• Saved data entries
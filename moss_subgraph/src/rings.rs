//! Ring detection.
//!
//! Every simple cycle whose edge count lies in the requested window gets one
//! bit of the 63-bit ring mask stored in [`Edge::flags`](moss_common::Edge::flags).
//! Bits are handed out greedily: a ring takes the lowest bit that no edge
//! touching its nodes carries yet. Only node-disjoint rings share a bit, so
//! the edges carrying one bit fall apart into exactly the rings that own it.

use std::collections::HashSet;

use moss_common::{BRIDGE, EdgeId, EdgeType, Graph, MAX_RINGS, NodeId, NodeType, RING_BITS};
use tracing::{debug, trace, warn};

/// Outcome of a ring marking pass.
#[derive(Clone, Copy, Debug, Default, PartialEq, Eq)]
pub struct RingCount {
    /// Rings that received a bit.
    pub rings: usize,
    /// At least one ring found no free bit and was left unmarked.
    pub exhausted: bool,
}

impl RingCount {
    /// The ring count, negated if bits ran out.
    pub fn signed(self) -> i64 {
        let rings = self.rings as i64;
        if self.exhausted { -rings } else { rings }
    }
}

/// Marks all rings with `min..=max` edges.
///
/// Existing ring masks are cleared first. With `type_flag`, the ring flag is
/// also cleared from every node and edge type and then set on every ring
/// edge and its endpoints, after which the graph is re-prepared. An empty
/// window (`max < 3` or `min > max`) just clears.
pub fn mark_rings(graph: &mut Graph, min: usize, max: usize, type_flag: bool) -> RingCount {
    for e in graph.edge_ids().collect::<Vec<_>>() {
        let flags = graph.edge_flags(e) & BRIDGE;
        graph.set_edge_flags(e, flags);
    }
    if type_flag {
        clear_ring_types(graph);
    }
    let lo = min.max(3);
    let count = if lo > max {
        RingCount::default()
    } else {
        let active = vec![true; graph.edge_count()];
        let masks = vec![0; graph.edge_count()];
        RingSearch::new(graph, active, masks, lo, max).run()
    };
    let RingCount { rings, .. } = count;
    if type_flag {
        set_ring_types(graph);
    }
    if count.exhausted {
        warn!("ring bits exhausted after {rings} rings");
    }
    debug!("marked {rings} rings of size {min}..={max}");
    count
}

/// Marks rings of `3..=max` edges made only of edges already on a ring.
///
/// Used after [`mark_rings`] to record small rings inside ring systems
/// without changing any type. Rings that are already marked are skipped.
pub fn mark_pseudo_rings(graph: &mut Graph, max: usize) -> RingCount {
    if max < 3 {
        return RingCount::default();
    }
    let masks: Vec<u64> = graph.edge_ids().map(|e| graph.edge_flags(e) & RING_BITS).collect();
    let active = masks.iter().map(|&m| m != 0).collect();
    let known = marked_rings(graph, &masks);
    let count = RingSearch::new(graph, active, masks, 3, max).with_known(known).run();
    debug!("marked {} pseudo rings of size 3..={max}", count.rings);
    count
}

/// Recovers the rings behind existing masks, each as its sorted edge list.
fn marked_rings(graph: &Graph, masks: &[u64]) -> HashSet<Vec<EdgeId>> {
    let all = masks.iter().fold(0, |acc, m| acc | m);
    let mut known = HashSet::new();
    for bit in (0..MAX_RINGS).map(|b| 1u64 << b).filter(|bit| all & bit != 0) {
        let mut taken = vec![false; masks.len()];
        for start in graph.edge_ids() {
            if masks[start.as_usize()] & bit == 0 || taken[start.as_usize()] {
                continue;
            }
            taken[start.as_usize()] = true;
            let mut stack = vec![start];
            let mut ring = Vec::new();
            while let Some(e) = stack.pop() {
                ring.push(e);
                let edge = graph.edge(e);
                for n in [edge.src(), edge.dst()] {
                    for &f in graph.incident(n) {
                        if masks[f.as_usize()] & bit != 0 && !taken[f.as_usize()] {
                            taken[f.as_usize()] = true;
                            stack.push(f);
                        }
                    }
                }
            }
            ring.sort_unstable();
            known.insert(ring);
        }
    }
    known
}

fn clear_ring_types(graph: &mut Graph) {
    for n in graph.node_ids().collect::<Vec<_>>() {
        let ty = graph.node_type(n).without(NodeType::RING);
        graph.set_node_type(n, ty);
    }
    for e in graph.edge_ids().collect::<Vec<_>>() {
        let ty = graph.edge_type(e).without(EdgeType::RING);
        graph.set_edge_type(e, ty);
    }
}

fn set_ring_types(graph: &mut Graph) {
    for e in graph.edge_ids().collect::<Vec<_>>() {
        if graph.edge_flags(e) & RING_BITS == 0 {
            continue;
        }
        let ty = graph.edge_type(e).with(EdgeType::RING);
        graph.set_edge_type(e, ty);
        let edge = graph.edge(e);
        for n in [edge.src(), edge.dst()] {
            let ty = graph.node_type(n).with(NodeType::RING);
            graph.set_node_type(n, ty);
        }
    }
    graph.prepare();
}

/// Cycle search over the active edges; all scratch state is local.
struct RingSearch<'g> {
    graph: &'g mut Graph,
    /// Edges still taking part in the search.
    active: Vec<bool>,
    /// Active incident edges per node.
    degree: Vec<usize>,
    /// Ring mask per edge, written back at the end.
    masks: Vec<u64>,
    /// Rings holding a bit, as sorted edge lists.
    known: HashSet<Vec<EdgeId>>,
    min: usize,
    max: usize,
    count: RingCount,
}

impl<'g> RingSearch<'g> {
    fn new(graph: &'g mut Graph, active: Vec<bool>, masks: Vec<u64>, min: usize, max: usize) -> Self {
        let degree = graph
            .node_ids()
            .map(|n| graph.incident(n).iter().filter(|e| active[e.as_usize()]).count())
            .collect();
        Self {
            graph,
            active,
            degree,
            masks,
            known: HashSet::new(),
            min,
            max,
            count: RingCount::default(),
        }
    }

    fn with_known(mut self, known: HashSet<Vec<EdgeId>>) -> Self {
        self.known = known;
        self
    }

    fn run(mut self) -> RingCount {
        let all: Vec<NodeId> = self.graph.node_ids().collect();
        self.prune(all);
        for e in 0..self.graph.edge_count() {
            let e = EdgeId::from(e);
            if !self.active[e.as_usize()] {
                continue;
            }
            for cycle in self.cycles_through(e) {
                self.assign_bit(&cycle);
            }
            let edge = self.graph.edge(e);
            let ends = vec![edge.src(), edge.dst()];
            self.deactivate(e);
            self.prune(ends);
        }
        for (i, &mask) in self.masks.iter().enumerate() {
            let e = EdgeId::from(i);
            let flags = self.graph.edge_flags(e) & BRIDGE | mask;
            self.graph.set_edge_flags(e, flags);
        }
        self.count
    }

    fn deactivate(&mut self, e: EdgeId) {
        if !std::mem::replace(&mut self.active[e.as_usize()], false) {
            return;
        }
        let edge = self.graph.edge(e);
        self.degree[edge.src().as_usize()] -= 1;
        self.degree[edge.dst().as_usize()] -= 1;
    }

    /// Repeatedly removes the active edge of any node left with degree 1.
    fn prune(&mut self, mut pending: Vec<NodeId>) {
        while let Some(n) = pending.pop() {
            if self.degree[n.as_usize()] != 1 {
                continue;
            }
            let Some(&e) = self
                .graph
                .incident(n)
                .iter()
                .find(|e| self.active[e.as_usize()])
            else {
                continue;
            };
            let other = self.graph.opposite(e, n);
            self.deactivate(e);
            pending.push(other);
        }
    }

    /// All simple cycles of `min..=max` edges containing `e`.
    fn cycles_through(&self, e: EdgeId) -> Vec<Vec<EdgeId>> {
        let edge = self.graph.edge(e);
        let (src, dst) = (edge.src(), edge.dst());
        let mut on_path = vec![false; self.graph.node_count()];
        let mut path = vec![e];
        let mut cycles = Vec::new();
        on_path[src.as_usize()] = true;
        self.extend_path(src, dst, &mut on_path, &mut path, &mut cycles);
        cycles
    }

    fn extend_path(
        &self,
        node: NodeId,
        target: NodeId,
        on_path: &mut [bool],
        path: &mut Vec<EdgeId>,
        cycles: &mut Vec<Vec<EdgeId>>,
    ) {
        for &e in self.graph.incident(node) {
            if !self.active[e.as_usize()] || path.contains(&e) {
                continue;
            }
            let next = self.graph.opposite(e, node);
            if next == target {
                if path.len() + 1 >= self.min {
                    let mut cycle = path.clone();
                    cycle.push(e);
                    cycles.push(cycle);
                }
                continue;
            }
            // a path of len edges still needs at least one more to close
            if on_path[next.as_usize()] || path.len() + 2 > self.max {
                continue;
            }
            on_path[next.as_usize()] = true;
            path.push(e);
            self.extend_path(next, target, on_path, path, cycles);
            path.pop();
            on_path[next.as_usize()] = false;
        }
    }

    fn assign_bit(&mut self, cycle: &[EdgeId]) {
        let mut key = cycle.to_vec();
        key.sort_unstable();
        if self.known.contains(&key) {
            trace!("cycle of {} edges already marked", cycle.len());
            return;
        }
        let used = cycle
            .iter()
            .flat_map(|&e| {
                let edge = self.graph.edge(e);
                [edge.src(), edge.dst()]
            })
            .flat_map(|n| self.graph.incident(n))
            .fold(0, |acc, f| acc | self.masks[f.as_usize()]);
        let free = !used & RING_BITS;
        if free == 0 {
            self.count.exhausted = true;
            return;
        }
        let bit = 1u64 << free.trailing_zeros();
        debug_assert!(free.trailing_zeros() < MAX_RINGS);
        for e in cycle {
            self.masks[e.as_usize()] |= bit;
        }
        self.known.insert(key);
        self.count.rings += 1;
        trace!("cycle of {} edges gets ring bit {}", cycle.len(), free.trailing_zeros());
    }
}
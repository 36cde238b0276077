use super::{EdgeType, NodeId, node::MARK_CLEAR};

/// Top bit of [`Edge::flags`]: the edge is a bridge.
pub const BRIDGE: u64 = 1 << 63;

/// The 63 ring-membership bits of [`Edge::flags`].
pub const RING_BITS: u64 = !BRIDGE;

/// Number of distinct rings a graph can record.
pub const MAX_RINGS: u32 = 63;

/// An undirected edge of an attributed graph.
#[derive(Clone, Debug, PartialEq, Eq)]
pub struct Edge {
    pub(super) ty: EdgeType,
    pub(super) src: NodeId,
    pub(super) dst: NodeId,
    pub(super) mark: i32,
    pub(super) flags: u64,
}

impl Edge {
    pub(super) fn new(src: NodeId, dst: NodeId, ty: EdgeType) -> Self {
        Self {
            ty,
            src,
            dst,
            mark: MARK_CLEAR,
            flags: 0,
        }
    }

    /// Edge type.
    #[must_use]
    pub const fn ty(&self) -> EdgeType {
        self.ty
    }

    /// Source endpoint. After `prepare_embed` it precedes `dst` in node order.
    #[must_use]
    pub const fn src(&self) -> NodeId {
        self.src
    }

    /// Destination endpoint.
    #[must_use]
    pub const fn dst(&self) -> NodeId {
        self.dst
    }

    /// The endpoint that is not `node`.
    pub fn opposite(&self, node: NodeId) -> NodeId {
        debug_assert!(node == self.src || node == self.dst);
        if node == self.src { self.dst } else { self.src }
    }

    /// Does the edge connect `a` and `b`, in either orientation?
    pub fn connects(&self, a: NodeId, b: NodeId) -> bool {
        (self.src == a && self.dst == b) || (self.src == b && self.dst == a)
    }

    /// Caller-owned scratch value.
    #[must_use]
    pub const fn mark(&self) -> i32 {
        self.mark
    }

    /// Is the edge flagged as structurally excluded?
    #[must_use]
    pub const fn is_excluded(&self) -> bool {
        self.mark <= super::node::MARK_EXCLUDED
    }

    /// Bridge bit plus ring-membership bitmask.
    #[must_use]
    pub const fn flags(&self) -> u64 {
        self.flags
    }

    /// Set by `mark_bridges` when removing the edge would split its component.
    #[must_use]
    pub const fn is_bridge(&self) -> bool {
        self.flags & BRIDGE != 0
    }

    /// One bit per marked ring this edge lies on.
    #[must_use]
    pub const fn rings(&self) -> u64 {
        self.flags & RING_BITS
    }
}
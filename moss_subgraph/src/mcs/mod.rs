//! Maximum common subgraph of two independent graphs.
//!
//! A branch and bound search over partial mappings from the first graph into
//! the second, recursing either over the edges or over the nodes of the
//! first graph ([`McsStrategy`]). A branch is cut as soon as its cost so far
//! plus the least cost still to come cannot beat the best complete mapping.

mod search;

use moss_common::{EdgeId, Graph, McsStrategy, NodeId};
use tracing::debug;

use search::{McsSearch, decided_edges};

/// Result of [`max_common_subgraph`].
#[derive(Clone, Debug)]
pub struct McsResult {
    /// Elements of the smaller graph (by node plus edge count) that are not
    /// part of the common subgraph. 0 iff one graph embeds into the other.
    pub cost: usize,
    /// Elements of either graph left unmapped.
    pub deletions: usize,
    /// For every node of the first graph, its partner in the second.
    pub node_map: Vec<Option<NodeId>>,
    /// For every edge of the first graph, its partner in the second.
    pub edge_map: Vec<Option<EdgeId>>,
    /// The common subgraph, built from the mapped part of the first graph.
    pub subgraph: Graph,
}

impl McsResult {
    /// Nodes plus edges of the common subgraph.
    pub fn size(&self) -> usize {
        self.subgraph.size()
    }
}

/// Finds a maximum common subgraph of `g1` and `g2`.
///
/// Node and edge types must match exactly. The common subgraph need not be
/// connected or induced.
pub fn max_common_subgraph(g1: &Graph, g2: &Graph, strategy: McsStrategy) -> McsResult {
    let mut search = McsSearch::new(g1, g2);
    match strategy {
        McsStrategy::ByEdge => search.by_edge(0),
        McsStrategy::ByNode => search.by_node(0, &decided_edges(g1)),
    }
    debug_assert!(search.is_clear());
    let visited = search.visited;
    // the first leaf is always recorded, so a best mapping exists
    let best = search.best.unwrap_or_else(|| search::Best {
        deletions: g1.size() + g2.size(),
        node_map: vec![None; g1.node_count()],
        edge_map: vec![None; g1.edge_count()],
    });

    let subgraph = build_subgraph(g1, &best.node_map, &best.edge_map);
    let cost = (best.deletions - g1.size().abs_diff(g2.size())) / 2;
    debug!(
        "mcs ({strategy:?}): {} of {} / {} elements common, cost {cost}, {visited} search nodes",
        subgraph.size(),
        g1.size(),
        g2.size()
    );
    McsResult {
        cost,
        deletions: best.deletions,
        node_map: best.node_map,
        edge_map: best.edge_map,
        subgraph,
    }
}

fn build_subgraph(g1: &Graph, node_map: &[Option<NodeId>], edge_map: &[Option<EdgeId>]) -> Graph {
    let mut subgraph = Graph::new();
    let mut local = vec![None; g1.node_count()];
    for n in g1.node_ids().filter(|n| node_map[n.as_usize()].is_some()) {
        local[n.as_usize()] = Some(subgraph.add_node(g1.node_type(n)));
    }
    for e in g1.edge_ids().filter(|e| edge_map[e.as_usize()].is_some()) {
        let edge = g1.edge(e);
        if let (Some(src), Some(dst)) = (local[edge.src().as_usize()], local[edge.dst().as_usize()]) {
            let added = subgraph.add_edge(src, dst, edge.ty());
            debug_assert!(added.is_ok(), "mapped edge {e} has bad endpoints");
        }
    }
    subgraph.prepare();
    subgraph
}

#[cfg(test)]
mod tests {
    use super::*;
    use moss_common::*;
    use rstest::rstest;

    #[rstest]
    #[case::by_edge(McsStrategy::ByEdge)]
    #[case::by_node(McsStrategy::ByNode)]
    fn identical_graphs_cost_nothing(#[case] strategy: McsStrategy) {
        let g = acetic_acid();
        let result = max_common_subgraph(&g, &g, strategy);
        assert_eq!(result.cost, 0);
        assert_eq!(result.deletions, 0);
        assert_eq!(result.size(), g.size());
        assert!(result.node_map.iter().all(Option::is_some));
    }

    #[rstest]
    #[case::by_edge(McsStrategy::ByEdge)]
    #[case::by_node(McsStrategy::ByNode)]
    fn no_shared_types_cost_the_smaller_graph(#[case] strategy: McsStrategy) {
        let nitrogen = bond_between(elements::N, elements::N, bonds::TRIPLE);
        let result = max_common_subgraph(&ethanol(), &nitrogen, strategy);
        assert_eq!(result.cost, nitrogen.size());
        assert!(result.subgraph.is_empty());
    }

    #[rstest]
    #[case::by_edge(McsStrategy::ByEdge)]
    #[case::by_node(McsStrategy::ByNode)]
    fn bond_types_must_agree(#[case] strategy: McsStrategy) {
        let result = max_common_subgraph(&cyclohexane(), &benzene(), strategy);
        // the six carbons are common, none of the bonds
        assert_eq!(result.size(), 6);
        assert_eq!(result.subgraph.edge_count(), 0);
        assert_eq!(result.cost, 6);
    }

    #[rstest]
    #[case::by_edge(McsStrategy::ByEdge)]
    #[case::by_node(McsStrategy::ByNode)]
    fn contained_graph_costs_nothing(#[case] strategy: McsStrategy) {
        let result = max_common_subgraph(&acetic_acid(), &ethanol(), strategy);
        assert_eq!(result.cost, 0);
        assert_eq!(result.size(), ethanol().size());
        assert_eq!(result.deletions, acetic_acid().size() - ethanol().size());
    }

    #[rstest]
    #[case::by_edge(McsStrategy::ByEdge)]
    #[case::by_node(McsStrategy::ByNode)]
    fn common_subgraph_keeps_every_mapped_edge(#[case] strategy: McsStrategy) {
        let result = max_common_subgraph(&naphthalene(), &benzene(), strategy);
        let mapped_nodes = result.node_map.iter().flatten().count();
        let mapped_edges = result.edge_map.iter().flatten().count();
        assert_eq!(result.subgraph.node_count(), mapped_nodes);
        assert_eq!(result.subgraph.edge_count(), mapped_edges);
        assert_eq!(mapped_edges, 6);
    }

    #[test]
    fn strategies_agree_on_the_optimum() {
        let pairs = [
            (naphthalene(), benzene()),
            (cyclohexyl_ethanol(), hexane()),
            (two_triangles(), cyclohexane()),
        ];
        for (g1, g2) in pairs {
            let by_edge = max_common_subgraph(&g1, &g2, McsStrategy::ByEdge);
            let by_node = max_common_subgraph(&g1, &g2, McsStrategy::ByNode);
            assert_eq!(by_edge.deletions, by_node.deletions);
            assert_eq!(by_edge.size(), by_node.size());
        }
    }
}
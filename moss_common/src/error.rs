use thiserror::Error;

use crate::graph::NodeId;

/// Errors raised while building or renumbering a graph.
#[derive(Debug, Error, PartialEq, Eq)]
pub enum GraphError {
    #[error("node {node} does not exist (graph has {count} nodes)")]
    InvalidNode { node: NodeId, count: usize },

    #[error("self loop on node {0}")]
    SelfLoop(NodeId),

    #[error("{0} is not a permutation")]
    InvalidPermutation(String),

    #[error("edge record {index}: {source}")]
    Record {
        index: usize,
        #[source]
        source: Box<GraphError>,
    },
}
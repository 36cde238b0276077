//! Search configuration shared by the matcher, the ring detector and the MCS
//! solver.
//!
//! ```ignore
//! use moss_common::{Config, MatchMode, OverlapMode};
//! let cfg = Config::builder()
//!     .match_mode(MatchMode::All)
//!     .rings(3, 8)
//!     .overlap(OverlapMode::Harmful)
//!     .build();
//! ```

use serde::{Deserialize, Serialize};

/// How many embeddings an enumeration collects.
#[derive(Clone, Copy, Debug, Default, PartialEq, Eq, Hash, Serialize, Deserialize)]
pub enum MatchMode {
    /// Every embedding.
    #[default]
    All,
    /// Stop at the first one (containment test).
    First,
}

/// Which side the MCS branch and bound recurses over.
#[derive(Clone, Copy, Debug, Default, PartialEq, Eq, Hash, Serialize, Deserialize)]
pub enum McsStrategy {
    /// Assign an edge of the first graph per level, nodes follow the edges.
    #[default]
    ByEdge,
    /// Assign a node of the first graph per level, edges follow the nodes.
    ByNode,
}

/// How overlapping embeddings are treated when counting support.
#[derive(Clone, Copy, Debug, Default, PartialEq, Eq, Hash, Serialize, Deserialize)]
pub enum OverlapMode {
    /// Every embedding counts.
    #[default]
    None,
    /// Embeddings sharing any host node conflict.
    Any,
    /// Only harmful overlaps conflict.
    Harmful,
}

/// Global search configuration.
///
/// Missing fields take their default when deserialized.
#[derive(Clone, Debug, PartialEq, Eq, Hash, Serialize, Deserialize)]
#[serde(default)]
pub struct Config {
    /// All embeddings or just the first.
    pub match_mode: MatchMode,
    /// Smallest ring size marked by ring detection.
    pub ring_min: usize,
    /// Largest ring size marked by ring detection.
    pub ring_max: usize,
    /// Whether ring detection also sets the ring type flags.
    pub ring_types: bool,
    /// Largest pseudo-ring size, 0 disables pseudo-ring marking.
    pub pseudo_ring_max: usize,
    /// Recursion side of the MCS search.
    pub mcs: McsStrategy,
    /// Overlap handling when counting independent embeddings.
    pub overlap: OverlapMode,
}

impl Default for Config {
    fn default() -> Self {
        Self {
            match_mode: MatchMode::All,
            ring_min: 3,
            ring_max: 8,
            ring_types: true,
            pseudo_ring_max: 0,
            mcs: McsStrategy::ByEdge,
            overlap: OverlapMode::None,
        }
    }
}

impl Config {
    /// A builder starting from the defaults.
    pub fn builder() -> ConfigBuilder {
        ConfigBuilder::default()
    }

    /// A builder starting from this configuration.
    pub fn into_builder(self) -> ConfigBuilder {
        ConfigBuilder { config: self }
    }
}

/// Builder for [`Config`], starting from [`Config::default`].
#[derive(Clone, Debug, Default)]
pub struct ConfigBuilder {
    config: Config,
}

impl ConfigBuilder {
    /// Sets [`Config::match_mode`].
    pub fn match_mode(mut self, mode: MatchMode) -> Self {
        self.config.match_mode = mode;
        self
    }

    /// Ring size window; the bounds are swapped if given out of order.
    pub fn rings(mut self, min: usize, max: usize) -> Self {
        self.config.ring_min = min.min(max);
        self.config.ring_max = min.max(max);
        self
    }

    /// Sets [`Config::ring_types`].
    pub fn ring_types(mut self, flag: bool) -> Self {
        self.config.ring_types = flag;
        self
    }

    /// Largest pseudo-ring size; 0 turns the pass off.
    pub fn pseudo_rings(mut self, max: usize) -> Self {
        self.config.pseudo_ring_max = max;
        self
    }

    /// Sets [`Config::mcs`].
    pub fn mcs(mut self, strategy: McsStrategy) -> Self {
        self.config.mcs = strategy;
        self
    }

    /// Sets [`Config::overlap`].
    pub fn overlap(mut self, mode: OverlapMode) -> Self {
        self.config.overlap = mode;
        self
    }

    /// Finishes the configuration.
    pub fn build(self) -> Config {
        self.config
    }
}

#[cfg(test)]
mod tests {
    use super::*;

    #[test]
    fn builder_overrides_defaults() {
        let cfg = Config::builder()
            .match_mode(MatchMode::First)
            .rings(7, 5)
            .mcs(McsStrategy::ByNode)
            .build();
        assert_eq!(cfg.match_mode, MatchMode::First);
        assert_eq!((cfg.ring_min, cfg.ring_max), (5, 7));
        assert_eq!(cfg.mcs, McsStrategy::ByNode);
        assert_eq!(cfg.overlap, OverlapMode::None);
    }

    #[test]
    fn config_deserializes_from_json() {
        let json = r#"{"match_mode":"First","ring_min":5,"ring_max":6,"ring_types":false,
            "pseudo_ring_max":0,"mcs":"ByEdge","overlap":"Harmful"}"#;
        let cfg: Config = serde_json::from_str(json).unwrap();
        assert_eq!(cfg.overlap, OverlapMode::Harmful);
        assert!(!cfg.ring_types);
    }

    #[test]
    fn partial_json_keeps_defaults() {
        let cfg: Config = serde_json::from_str(r#"{"ring_max":6}"#).unwrap();
        assert_eq!(cfg.ring_max, 6);
        assert_eq!(cfg.ring_min, 3);
        assert_eq!(cfg.match_mode, MatchMode::All);
    }
}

• What you have to do
Collect each line above holding the string "that".

• Expected answer
//! Bits are handed out greedily: a ring takes the lowest bit that no edge
//! the edges carrying one bit fall apart into exactly the rings that own it.
    /// Rings that received a bit.
/// without changing any type. Rings that are already marked are skipped.
    /// The endpoint that is not `node`.
    /// Elements of the smaller graph (by node plus edge count) that are not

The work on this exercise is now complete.